▶ **TASK TO CARRY OUT**: What you return should be the full listing, exactly as given.

━━━━━━

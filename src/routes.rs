use axum::{Router, http::Method, routing::get};
use tower_http::cors::{Any, CorsLayer};

use crate::handler::{AppState, get_status, healthcheck, run_sync, start_sync};

pub fn routes(state: AppState) -> Router {
    let cors = CorsLayer::new()
        .allow_origin(Any)
        .allow_methods([Method::GET, Method::POST])
        .allow_headers(Any);

    Router::new()
        .route("/", get(healthcheck))
        .route("/status", get(get_status))
        .route("/sync", get(run_sync).post(start_sync))
        .layer(cors)
        .with_state(state)
}
use crate::api::APIResponse;
use axum::{
    Json,
    http::StatusCode,
    response::{IntoResponse, Response},
};
use std::error::Error;

pub mod api;
pub mod blocks;
pub mod config;
pub mod error;
pub mod handler;
pub mod http;
pub mod mapping;
pub mod model;
pub mod notion;
pub mod repository;
pub mod routes;
pub mod runner;
pub mod source;
pub mod sync;

pub fn server_error(body: APIResponse) -> Response {
    (StatusCode::INTERNAL_SERVER_ERROR, Json(body)).into_response()
}

pub fn unauthorized(body: APIResponse) -> Response {
    (StatusCode::UNAUTHORIZED, Json(body)).into_response()
}

pub fn conflict(body: APIResponse) -> Response {
    (StatusCode::CONFLICT, Json(body)).into_response()
}

pub fn accepted(body: APIResponse) -> Response {
    (StatusCode::ACCEPTED, Json(body)).into_response()
}

fn good_response(body: APIResponse) -> Response {
    (StatusCode::OK, Json(body)).into_response()
}

pub fn unpack_error(err: &(dyn Error)) -> String {
    let mut parts = Vec::new();
    parts.push(err.to_string());
    let mut current = err.source();
    while let Some(source) = current {
        parts.push(source.to_string());
        current = source.source();
    }
    parts.join(": ")
}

━━━━━━

▶ **ANSWER FOR THIS EXERCISE**:
filename src/routes.rs
use axum::{Router, http::Method, routing::get};
use tower_http::cors::{Any, CorsLayer};

use crate::handler::{AppState, get_status, healthcheck, run_sync, start_sync};

pub fn routes(state: AppState) -> Router {
    let cors = CorsLayer::new()
        .allow_origin(Any)
        .allow_methods([Method::GET, Method::POST])
        .allow_headers(Any);

    Router::new()
        .route("/", get(healthcheck))
        .route("/status", get(get_status))
        .route("/sync", get(run_sync).post(start_sync))
        .layer(cors)
        .with_state(state)
}
use crate::api::APIResponse;
use axum::{
    Json,
    http::StatusCode,
    response::{IntoResponse, Response},
};
use std::error::Error;

pub mod api;
pub mod blocks;
pub mod config;
pub mod error;
pub mod handler;
pub mod http;
pub mod mapping;
pub mod model;
pub mod notion;
pub mod repository;
pub mod routes;
pub mod runner;
pub mod source;
pub mod sync;

pub fn server_error(body: APIResponse) -> Response {
    (StatusCode::INTERNAL_SERVER_ERROR, Json(body)).into_response()
}

pub fn unauthorized(body: APIResponse) -> Response {
    (StatusCode::UNAUTHORIZED, Json(body)).into_response()
}

pub fn conflict(body: APIResponse) -> Response {
    (StatusCode::CONFLICT, Json(body)).into_response()
}

pub fn accepted(body: APIResponse) -> Response {
    (StatusCode::ACCEPTED, Json(body)).into_response()
}

fn good_response(body: APIResponse) -> Response {
    (StatusCode::OK, Json(body)).into_response()
}

pub fn unpack_error(err: &(dyn Error)) -> String {
    let mut parts = Vec::new();
    parts.push(err.to_string());
    let mut current = err.source();
    while let Some(source) = current {
        parts.push(source.to_string());
        current = source.source();
    }
    parts.join(": ")
}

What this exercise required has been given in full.